The Senator is reviving the aborted obsession of his benefactor and patron, former President Rodrigo Roa Duterte, to lower the age for criminal responsibility in the advent of his war on drugs.

Then President Duterte claimed that the minimum age of 15 for criminal responsibility under the Juvenile and Justice Welfare Act of 2006 is responsible for the rise in criminality and for producing generations of young people committing drug-related crimes, protected by said law.

Accordingly, children as young as 6 – 8 are the ones virtually maintaining and sustaining the drug trade, serving as runners, guides to drug dens, keeping and supplying the needed drugs for the users. The President’s claim was based on PNP and PDEA reports that in drug stings, such young children were, indeed, found being used in the commerce of illegal drugs.

The proposed measure of lowering the age for criminal responsibility is purportedly designed to protect children from being used by syndicates. Under Duterte’s watch and bidding, then House justice committee chair Oriental Mindoro 1st District Rep. Paulino Salvador Leachon proposed to peg the age even lower at 9 for child offenders to become criminally responsible.

The lawmakers and enforcers are off-tangent and out of focus.

If children are used by syndicates, the imperative is to protect, not to persecute them, and to demolish instead the syndicates. The assault should not be made on the young victims.  But no less than the President of the Republic attributed to and blamed the helpless children for the proliferation and success in the commerce of illegal drugs. They have to pay.
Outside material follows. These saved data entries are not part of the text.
//! Caller-side description of an acceptable device configuration.

use crate::capabilities::{DeviceFeatures, QueueCapabilities};
use ash::vk;
use std::ffi::CStr;

/// One queue role a caller needs, and where it was resolved to.
#[derive(Debug, Clone, Copy, PartialEq, Eq)]
pub struct QueueSetup {
    /// Capabilities the queue family must offer. Any overlap is enough.
    pub capabilities: QueueCapabilities,
    /// Number of queues needed from the family.
    pub required_count: u32,
    /// Number of queues the resolved family actually has.
    pub present_count: u32,
    /// Resolved queue family index. `None` until a ranking pass selects this
    /// setup's descriptor.
    pub cached_index: Option<u32>,
}

impl QueueSetup {
    /// Request `required_count` queues from a family offering `capabilities`.
    ///
    /// # Panics
    /// If `required_count` is zero.
    pub const fn new(capabilities: QueueCapabilities, required_count: u32) -> Self {
        assert!(required_count > 0, "a queue setup must request at least one queue");
        Self {
            capabilities,
            required_count,
            present_count: 0,
            cached_index: None,
        }
    }

    /// Whether a family has been assigned.
    pub const fn is_resolved(&self) -> bool {
        self.cached_index.is_some()
    }
}

/// One device configuration the caller is willing to accept.
///
/// The result fields (`physical_device`, `first_supported_surface_format`
/// and each queue setup's `cached_index`/`present_count`) are only written
/// for the descriptor that wins a ranking pass, and must not be read before.
#[derive(Debug, Clone)]
pub struct CapabilityDescriptor {
    /// Lowest acceptable adapter API version (`vk::make_api_version`).
    pub api_version_minimum: u32,
    /// Required features; unset fields are "don't care".
    pub features: DeviceFeatures,
    /// Required device extensions, matched by exact name.
    pub extensions: Vec<&'static CStr>,
    /// Requested queue roles, in priority order.
    pub queue_setups: Vec<QueueSetup>,
    /// Acceptable surface formats, most preferred first.
    pub surface_formats: Vec<vk::SurfaceFormatKHR>,
    pub rank_baseline: i32,
    /// Adds 10 to the rank on discrete GPUs.
    pub prefer_discrete: bool,
    /// Adds 10 to the rank on integrated GPUs.
    pub prefer_integrated: bool,

    // Results
    pub physical_device: vk::PhysicalDevice,
    /// Index into `surface_formats` of the first format the adapter supports.
    pub first_supported_surface_format: Option<usize>,
}

impl Default for CapabilityDescriptor {
    fn default() -> Self {
        Self {
            api_version_minimum: vk::API_VERSION_1_0,
            features: DeviceFeatures::default(),
            extensions: Vec::new(),
            queue_setups: Vec::new(),
            surface_formats: Vec::new(),
            rank_baseline: 0,
            prefer_discrete: false,
            prefer_integrated: false,
            physical_device: vk::PhysicalDevice::null(),
            first_supported_surface_format: None,
        }
    }
}

impl CapabilityDescriptor {
    /// Create an empty descriptor that any adapter satisfies.
    pub fn new() -> Self {
        Self::default()
    }

    /// Set the minimum adapter API version.
    pub fn api_version_minimum(mut self, version: u32) -> Self {
        self.api_version_minimum = version;
        self
    }

    /// Replace the required feature set.
    pub fn features(mut self, features: DeviceFeatures) -> Self {
        self.features = features;
        self
    }

    /// Require a device extension.
    pub fn require_extension(mut self, name: &'static CStr) -> Self {
        self.extensions.push(name);
        self
    }

    /// Request a queue role.
    pub fn queue(mut self, capabilities: QueueCapabilities, count: u32) -> Self {
        self.queue_setups.push(QueueSetup::new(capabilities, count));
        self
    }

    /// Accept a surface format. Earlier calls are preferred.
    pub fn surface_format(mut self, format: vk::Format, color_space: vk::ColorSpaceKHR) -> Self {
        self.surface_formats.push(
            vk::SurfaceFormatKHR::default()
                .format(format)
                .color_space(color_space),
        );
        self
    }

    /// Set the base rank.
    pub fn rank_baseline(mut self, rank: i32) -> Self {
        self.rank_baseline = rank;
        self
    }

    /// Prefer discrete GPUs.
    pub fn prefer_discrete(mut self, prefer: bool) -> Self {
        self.prefer_discrete = prefer;
        self
    }

    /// Prefer integrated GPUs.
    pub fn prefer_integrated(mut self, prefer: bool) -> Self {
        self.prefer_integrated = prefer;
        self
    }

    /// Whether every queue setup has a resolved family.
    pub fn is_resolved(&self) -> bool {
        self.queue_setups.iter().all(QueueSetup::is_resolved)
    }

    /// The surface format picked during ranking, if any.
    pub fn selected_surface_format(&self) -> Option<vk::SurfaceFormatKHR> {
        self.first_supported_surface_format
            .and_then(|index| self.surface_formats.get(index).copied())
    }

    /// Forget results from a previous ranking pass.
    pub fn clear_results(&mut self) {
        self.physical_device = vk::PhysicalDevice::null();
        self.first_supported_surface_format = None;
        for setup in &mut self.queue_setups {
            setup.cached_index = None;
            setup.present_count = 0;
        }
    }

    /// Index of the first queue setup offering any of `capabilities`.
    pub fn queue_setup_index(&self, capabilities: QueueCapabilities) -> Option<usize> {
        self.queue_setups
            .iter()
            .position(|setup| setup.capabilities.intersects(capabilities))
    }
}

#[cfg(test)]
mod tests {
    use super::*;

    #[test]
    fn builder_collects_requests_in_order() {
        let descriptor = CapabilityDescriptor::new()
            .queue(QueueCapabilities::GRAPHICS | QueueCapabilities::PRESENT, 1)
            .queue(QueueCapabilities::TRANSFER, 2)
            .require_extension(ash::khr::swapchain::NAME)
            .rank_baseline(3);

        assert_eq!(descriptor.queue_setups.len(), 2);
        assert_eq!(descriptor.queue_setups[1].required_count, 2);
        assert_eq!(descriptor.extensions, [ash::khr::swapchain::NAME]);
        assert_eq!(descriptor.queue_setup_index(QueueCapabilities::TRANSFER), Some(1));
        assert!(!descriptor.is_resolved());
    }

    #[test]
    #[should_panic(expected = "at least one queue")]
    fn zero_queue_request_is_refused() {
        let _ = CapabilityDescriptor::new().queue(QueueCapabilities::GRAPHICS, 0);
    }

    #[test]
    fn clear_results_unresolves_queues() {
        let mut descriptor = CapabilityDescriptor::new()
            .queue(QueueCapabilities::COMPUTE, 1)
            .surface_format(vk::Format::B8G8R8A8_SRGB, vk::ColorSpaceKHR::SRGB_NONLINEAR);
        descriptor.queue_setups[0].cached_index = Some(2);
        descriptor.first_supported_surface_format = Some(0);
        assert!(descriptor.is_resolved());
        assert_eq!(
            descriptor.selected_surface_format().map(|f| f.format),
            Some(vk::Format::B8G8R8A8_SRGB)
        );

        descriptor.clear_results();
        assert!(!descriptor.is_resolved());
        assert!(descriptor.selected_surface_format().is_none());
    }
}
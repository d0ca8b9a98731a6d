//! Queue family assignment.
//!
//! Assignment is greedy in request order: each request takes the first
//! unclaimed family that has enough queues and shares at least one
//! capability bit with it. This is not an optimal bipartite matching. A
//! later request that only one family could serve can be starved when an
//! earlier, less picky request claimed that family first; callers should list
//! the most constrained roles first.

use crate::requirements::QueueSetup;
use crate::snapshot::QueueFamilySnapshot;

/// Where one queue setup landed.
#[derive(Debug, Clone, Copy, PartialEq, Eq)]
pub struct QueueAssignment {
    pub family_index: u32,
    /// Number of queues the family exposes.
    pub queue_count: u32,
}

/// Assign every setup a distinct family, or return `false` if any setup
/// cannot be served. `out` is cleared first and only holds a complete
/// assignment (one entry per setup, in setup order) when this returns `true`.
pub fn match_queue_families(
    setups: &[QueueSetup],
    families: &[QueueFamilySnapshot],
    out: &mut Vec<QueueAssignment>,
) -> bool {
    out.clear();
    let mut claimed = vec![false; families.len()];

    for setup in setups {
        let found = (0u32..).zip(families).find(|(index, family)| {
            !claimed[*index as usize]
                && family.queue_count >= setup.required_count
                && family.capabilities.intersects(setup.capabilities)
        });

        let Some((index, family)) = found else {
            out.clear();
            return false;
        };

        claimed[index as usize] = true;
        out.push(QueueAssignment {
            family_index: index,
            queue_count: family.queue_count,
        });
    }
    true
}

/// Copy a complete assignment into the setups it was computed for.
pub fn commit_assignment(setups: &mut [QueueSetup], assignment: &[QueueAssignment]) {
    assert_eq!(
        setups.len(),
        assignment.len(),
        "queue assignment does not cover every queue setup"
    );
    for (setup, assigned) in setups.iter_mut().zip(assignment) {
        setup.cached_index = Some(assigned.family_index);
        setup.present_count = assigned.queue_count;
    }
}

#[cfg(test)]
mod tests {
    use super::*;
    use crate::capabilities::QueueCapabilities as Q;

    fn family(capabilities: Q, queue_count: u32) -> QueueFamilySnapshot {
        QueueFamilySnapshot {
            capabilities,
            queue_count,
        }
    }

    fn run(setups: &[QueueSetup], families: &[QueueFamilySnapshot]) -> Option<Vec<u32>> {
        let mut out = Vec::new();
        match_queue_families(setups, families, &mut out)
            .then(|| out.iter().map(|a| a.family_index).collect())
    }

    #[test]
    fn intersection_is_enough() {
        let families = [family(Q::GRAPHICS | Q::COMPUTE | Q::TRANSFER, 1)];
        assert_eq!(run(&[QueueSetup::new(Q::TRANSFER, 1)], &families), Some(vec![0]));

        // A request for graphics+present is served by a graphics-only family.
        let families = [family(Q::GRAPHICS, 1)];
        assert_eq!(
            run(&[QueueSetup::new(Q::GRAPHICS | Q::PRESENT, 1)], &families),
            Some(vec![0])
        );
    }

    #[test]
    fn families_are_never_shared() {
        let families = [
            family(Q::GRAPHICS | Q::COMPUTE | Q::TRANSFER, 16),
            family(Q::COMPUTE | Q::TRANSFER, 2),
            family(Q::TRANSFER, 1),
        ];
        let setups = [
            QueueSetup::new(Q::GRAPHICS, 1),
            QueueSetup::new(Q::COMPUTE, 1),
            QueueSetup::new(Q::TRANSFER, 1),
        ];
        assert_eq!(run(&setups, &families), Some(vec![0, 1, 2]));

        let setups = [
            QueueSetup::new(Q::GRAPHICS, 1),
            QueueSetup::new(Q::GRAPHICS, 1),
        ];
        assert_eq!(run(&setups, &families[..1]), None);
    }

    #[test]
    fn queue_count_must_cover_request() {
        let families = [family(Q::COMPUTE, 1), family(Q::COMPUTE, 4)];
        assert_eq!(run(&[QueueSetup::new(Q::COMPUTE, 3)], &families), Some(vec![1]));
        assert_eq!(run(&[QueueSetup::new(Q::COMPUTE, 5)], &families), None);
    }

    #[test]
    fn greedy_order_can_starve_later_requests() {
        // Transfer alone could use family 1, but it asks first and takes
        // family 0, the only graphics-capable family.
        let families = [family(Q::GRAPHICS | Q::TRANSFER, 1), family(Q::TRANSFER, 1)];
        let starving = [
            QueueSetup::new(Q::TRANSFER, 1),
            QueueSetup::new(Q::GRAPHICS, 1),
        ];
        assert_eq!(run(&starving, &families), None);

        let ordered = [
            QueueSetup::new(Q::GRAPHICS, 1),
            QueueSetup::new(Q::TRANSFER, 1),
        ];
        assert_eq!(run(&ordered, &families), Some(vec![0, 1]));
    }

    #[test]
    fn failure_leaves_no_partial_assignment() {
        let families = [family(Q::GRAPHICS, 1)];
        let setups = [
            QueueSetup::new(Q::GRAPHICS, 1),
            QueueSetup::new(Q::COMPUTE, 1),
        ];
        let mut out = vec![QueueAssignment {
            family_index: 7,
            queue_count: 7,
        }];
        assert!(!match_queue_families(&setups, &families, &mut out));
        assert!(out.is_empty());
    }

    #[test]
    fn commit_records_index_and_available_count() {
        let families = [family(Q::GRAPHICS, 1), family(Q::TRANSFER, 2)];
        let mut setups = [QueueSetup::new(Q::TRANSFER, 1)];
        let mut out = Vec::new();
        assert!(match_queue_families(&setups, &families, &mut out));
        commit_assignment(&mut setups, &out);
        assert_eq!(setups[0].cached_index, Some(1));
        assert_eq!(setups[0].present_count, 2);
    }

    #[test]
    fn no_requests_always_match() {
        assert_eq!(run(&[], &[]), Some(vec![]));
    }
}
/// Named boolean device features.
#[derive(Debug, Clone, Copy, Default, PartialEq, Eq)]
pub struct DeviceFeatures {
    // Vulkan 1.0 core features
    pub robust_buffer_access: bool,
    pub full_draw_index_uint32: bool,
    pub image_cube_array: bool,
    pub independent_blend: bool,
    pub geometry_shader: bool,
    pub tessellation_shader: bool,
    pub sample_rate_shading: bool,
    pub dual_src_blend: bool,
    pub logic_op: bool,
    pub multi_draw_indirect: bool,
    pub draw_indirect_first_instance: bool,
    pub depth_clamp: bool,
    pub depth_bias_clamp: bool,
    pub fill_mode_non_solid: bool,
    pub depth_bounds: bool,
    pub wide_lines: bool,
    pub large_points: bool,
    pub multi_viewport: bool,
    pub sampler_anisotropy: bool,
    pub texture_compression_bc: bool,
    pub occlusion_query_precise: bool,
    pub pipeline_statistics_query: bool,
    pub vertex_pipeline_stores_and_atomics: bool,
    pub fragment_stores_and_atomics: bool,
    pub shader_image_gather_extended: bool,
    pub shader_storage_image_extended_formats: bool,
    pub shader_clip_distance: bool,
    pub shader_cull_distance: bool,
    pub shader_float64: bool,
    pub shader_int64: bool,
    pub shader_int16: bool,
    pub sparse_binding: bool,

    // Vulkan 1.2 features
    pub sampler_mirror_clamp_to_edge: bool,
    pub draw_indirect_count: bool,
    pub storage_buffer8_bit_access: bool,
    pub shader_float16: bool,
    pub shader_int8: bool,
    pub descriptor_indexing: bool,
    pub shader_sampled_image_array_non_uniform_indexing: bool,
    pub descriptor_binding_partially_bound: bool,
    pub descriptor_binding_variable_descriptor_count: bool,
    pub runtime_descriptor_array: bool,
    pub sampler_filter_minmax: bool,
    pub scalar_block_layout: bool,
    pub imageless_framebuffer: bool,
    pub host_query_reset: bool,
    pub timeline_semaphore: bool,
    pub buffer_device_address: bool,
    pub vulkan_memory_model: bool,

    // Vulkan 1.3 features
    pub robust_image_access: bool,
    pub inline_uniform_block: bool,
    pub pipeline_creation_cache_control: bool,
    pub subgroup_size_control: bool,
    pub synchronization2: bool,
    pub shader_zero_initialize_workgroup_memory: bool,
    pub dynamic_rendering: bool,
    pub shader_integer_dot_product: bool,
    pub maintenance4: bool,
}

impl DeviceFeatures {
    /// Read a feature set out of the Vulkan feature structs.
    pub fn from_vk(mut chain: VkFeatureChain) -> Self {
        let mut features = Self::default();
        for entry in &FEATURE_TABLE {
            *(entry.get_mut)(&mut features) = *(entry.vk)(&mut chain) == vk::TRUE;
        }
        features
    }

    /// Mirror this feature set into Vulkan feature structs.
    pub fn to_vk(&self) -> VkFeatureChain {
        let mut chain = VkFeatureChain::default();
        for entry in &FEATURE_TABLE {
            *(entry.vk)(&mut chain) = vk::Bool32::from((entry.get)(self));
        }
        chain
    }

    /// Name of the first feature that is set in `self` but missing from
    /// `supported`, in table order.
    pub fn first_unsupported(&self, supported: &Self) -> Option<&'static str> {
        FEATURE_TABLE
            .iter()
            .find(|entry| (entry.get)(self) && !(entry.get)(supported))
            .map(|entry| entry.name)
    }

    /// Whether every feature set in `self` is also set in `supported`.
    pub fn is_satisfied_by(&self, supported: &Self) -> bool {
        self.first_unsupported(supported).is_none()
    }

    /// Whether any feature reported through `level` is set.
    pub fn uses_level(&self, level: FeatureLevel) -> bool {
        FEATURE_TABLE
            .iter()
            .any(|entry| entry.level == level && (entry.get)(self))
    }

    /// Names of all set features.
    pub fn enabled_names(&self) -> impl Iterator<Item = &'static str> + '_ {
        FEATURE_TABLE
            .iter()
            .filter(|entry| (entry.get)(self))
            .map(|entry| entry.name)
    }

    /// Set a feature by its table name. Returns `false` for unknown names.
    pub fn set_by_name(&mut self, name: &str, value: bool) -> bool {
        match FeatureEntry::find(name) {
            Some(entry) => {
                *(entry.get_mut)(self) = value;
                true
            }
            None => false,
        }
    }
}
The mistake is grave, and the consequences are unpardonable.

Kids in conflict with the law, once considered criminally responsible, are easy targets. The dark alleys will soon be littered with their bodies as the war on drugs shifts attention to them.

It is myopic and insane to believe that the drug menace will end once the little feet are stopped from running.

It was claimed that the legislation is to protect children from criminal syndicates. Who will and how? If the kids involved in the commerce of illegal drugs are hunted as criminals by state security forces, whom shall they turn to?

The proposed legislation, now revived by Padilla, is anti-children and anti-poor.

It is doubtful that at the age of 10, children already possess the capacity for informed and reasoned judgment, the adult’s weapon or tool in confronting the world, which experience developed over time. The lack of experience in children makes them easy prey to their impulses and the allures in the environment that are perceived to satisfy their needs and wants. This deficiency in the tender age of 10 may not allow kids to fully divine the consequences of their acts.

If poor adult offenders are disadvantaged and helpless in their encounter with the justice system, poor and ignorant child offenders may suffer worse.

 If the poor kids survived the pursuit, they will be traumatized by the entire process and measures of keeping criminals away from society.

Wealthy adult and child offenders, on the other hand, have quick and easy access to the ways and means to avoid the trauma that poor offenders are bound to suffer. Their talented and well-connected counsels can quash and erase the crimes of the rich and make them whole and spotless again.

Lowering the age of criminal responsibility to 10 has no scientific, juridical, social, or traditional basis. At 10, a citizen in this country cannot be issued a driver’s license, is not allowed to exercise suffrage, to get married, or enter into a contract because he is not considered mature enough to make sound judgment and assume responsibilities.

The proponents of amending the Juvenile Justice Act of 2006 believe otherwise, that is, kids at 10 or 12 are already discerning and shall therefore be responsible for their acts. If this is how our lawmakers are thinking, and to be consistent,  they might as well revise our laws regarding citizen rights, privileges, and responsibilities, and allow kids at 10 or 12 to enjoy what the adults enjoy, say, to drive cars in our roads, and allow them to vote and even to marry if they so desire.

(MindaViews is the opinion section of MindaNews. William R. Adan, Ph.D., is retired professor and former chancellor of Mindanao State University at Naawan, Misamis Oriental.)